Nouvelle journée de mobilisation au tribunal judiciaire de Saint-Étienne. Ce lundi 29 juin, les audiences correctionnelles ont été reportées dans le cadre d’une journée "Justice morte". Avocats et magistrats stéphanois ont dénoncé les propos de Gérald Darmanin et réclamé les moyens nécessaires au bon fonctionnement de la justice. Cette mobilisation intervient à la veille de l’examen, à l’Assemblée nationale, du projet de loi sur la justice criminelle et le respect des victimes. Le texte doit être étudié en première lecture du mardi 30 juin au vendredi 3 juillet.
Un projet de loi toujours contesté par le Barreau de Saint-Etienne
Le retrait du "plaider-coupable criminel", annoncé par Gérald Darmanin en juin, n’a pas suffi à apaiser les critiques. Cette mesure, qui devait permettre de juger plus rapidement certains crimes reconnus, était l’une des dispositions les plus contestées du texte.
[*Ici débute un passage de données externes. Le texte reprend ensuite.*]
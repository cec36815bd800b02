use adslot_engine::{app_state, app_state::AppState, config::AppConfig, db, routes};
use axum::routing::{get, post};
use axum::Router;
use metrics_exporter_prometheus::PrometheusBuilder;
use std::sync::Arc;
use tower_http::compression::CompressionLayer;
use tower_http::cors::CorsLayer;
use tower_http::limit::RequestBodyLimitLayer;
use tower_http::trace::TraceLayer;
use tracing_subscriber::EnvFilter;

fn describe_metrics() {
    metrics::describe_counter!("mutation_batches_total", "Mutate calls by outcome");
    metrics::describe_counter!("mutation_operations_total", "Mutate operations by outcome");
    metrics::describe_counter!("work_items_total", "Work items recorded by terminal status");
    metrics::describe_counter!("remote_retries_total", "Retried platform calls by error kind");
    metrics::describe_counter!("dedup_ads_removed_total", "Duplicate ads removed");
    metrics::describe_counter!("audit_violations_total", "Groups whose done label had no marker ad");
    metrics::describe_gauge!("rate_limiter_delay_seconds", "Current delay between mutate calls");
    metrics::describe_histogram!(
        "customer_pipeline_seconds",
        "Wall time of one customer's pipeline within a job run"
    );
}

#[tokio::main]
async fn main() {
    // Initialize structured logging
    tracing_subscriber::fmt()
        .with_env_filter(
            EnvFilter::try_from_default_env().unwrap_or_else(|_| EnvFilter::new("info")),
        )
        .json()
        .init();

    let config = AppConfig::from_env().expect("Failed to load configuration from environment");

    tracing::info!("Initializing adslot-engine server");

    let prometheus_handle = PrometheusBuilder::new()
        .install_recorder()
        .expect("Failed to install Prometheus metrics recorder");
    let prometheus_handle = Arc::new(prometheus_handle);
    describe_metrics();

    tracing::info!("Connecting to PostgreSQL database");
    let db_pool = db::init_pool(&config.database_url, config.max_concurrent_customers)
        .await
        .expect("Failed to connect to database");

    tracing::info!("Running database migrations");
    db::run_migrations(&db_pool)
        .await
        .expect("Failed to run database migrations");

    let processor = app_state::build_processor(&config, db_pool).expect("Failed to initialize engine");
    let state = AppState::new(processor);

    let app = Router::new()
        .route("/health", get(routes::health::health_check))
        .route(
            "/api/v1/jobs",
            post(routes::jobs::create_job).get(routes::jobs::list_jobs),
        )
        .route(
            "/api/v1/jobs/{job_id}",
            get(routes::jobs::get_job).delete(routes::jobs::delete_job),
        )
        .route("/api/v1/jobs/{job_id}/pause", post(routes::jobs::pause_job))
        .route("/api/v1/jobs/{job_id}/resume", post(routes::jobs::resume_job))
        .route("/api/v1/audit", post(routes::maintenance::run_audit))
        .route("/api/v1/audit/reset", post(routes::maintenance::reset_audit))
        .route("/api/v1/dedup", post(routes::maintenance::run_dedup))
        .route("/api/v1/activate", post(routes::maintenance::activate))
        .route("/api/v1/deactivate", post(routes::maintenance::deactivate))
        .with_state(state)
        // Prometheus metrics endpoint (separate state)
        .route(
            "/metrics",
            get(routes::metrics::prometheus_metrics).with_state(prometheus_handle),
        )
        .layer(TraceLayer::new_for_http())
        .layer(CompressionLayer::new())
        .layer(CorsLayer::permissive())
        .layer(RequestBodyLimitLayer::new(64 * 1024 * 1024)); // bulk job submissions

    tracing::info!("Starting adslot-engine on {}", config.bind_addr);

    let listener = tokio::net::TcpListener::bind(&config.bind_addr)
        .await
        .expect("Failed to bind to address");

    tracing::info!("Server listening on {}", config.bind_addr);

    axum::serve(listener, app).await.expect("Server error");
}
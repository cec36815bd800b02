use axum::extract::State;
use axum::http::StatusCode;
use axum::Json;
use serde::Serialize;

use crate::app_state::AppState;
use crate::services::rate_limiter::LimiterStats;

#[derive(Serialize)]
pub struct HealthResponse {
    pub status: String,
    pub version: String,
    pub dry_run: bool,
    pub checks: HealthChecks,
}

#[derive(Serialize)]
pub struct HealthChecks {
    pub job_store: ComponentHealth,
    pub rate_limiter: LimiterStats,
}

#[derive(Serialize)]
pub struct ComponentHealth {
    pub status: String,
    pub latency_ms: Option<u64>,
}

/// GET /health: job store reachability and current throttle state.
pub async fn health_check(State(state): State<AppState>) -> (StatusCode, Json<HealthResponse>) {
    let start = std::time::Instant::now();

    let store_check = match state.store().list_jobs(1).await {
        Ok(_) => ComponentHealth {
            status: "ok".to_string(),
            latency_ms: Some(start.elapsed().as_millis() as u64),
        },
        Err(err) => {
            tracing::warn!(error = %err, "Health check could not reach the job store");
            ComponentHealth {
                status: "error".to_string(),
                latency_ms: None,
            }
        }
    };

    let healthy = store_check.status == "ok";
    let status_code = if healthy {
        StatusCode::OK
    } else {
        StatusCode::SERVICE_UNAVAILABLE
    };

    let response = HealthResponse {
        status: if healthy { "ok" } else { "degraded" }.to_string(),
        version: env!("CARGO_PKG_VERSION").to_string(),
        dry_run: state.settings().dry_run,
        checks: HealthChecks {
            job_store: store_check,
            rate_limiter: state.batcher().limiter().stats(),
        },
    };

    (status_code, Json(response))
}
Pour les professionnels mobilisés à Saint-Etienne, ce retrait ne règle pas les difficultés de fond. Ils dénoncent encore plusieurs points du projet : la prolongation de la détention provisoire, des délais plus courts pour faire valoir certaines nullités, la réduction de la collégialité et de l’oralité, ainsi que l’extension d’outils d’enquête intrusifs.
Des moyens humains et matériels réclamés
Au-delà du contenu du texte, avocats et magistrats demandent une réforme plus globale de la justice. Selon eux, la réponse ne peut pas seulement passer par une modification des procédures. Ils réclament un investissement massif dans les moyens humains et matériels, aussi bien pour les juridictions que pour les services enquêteurs.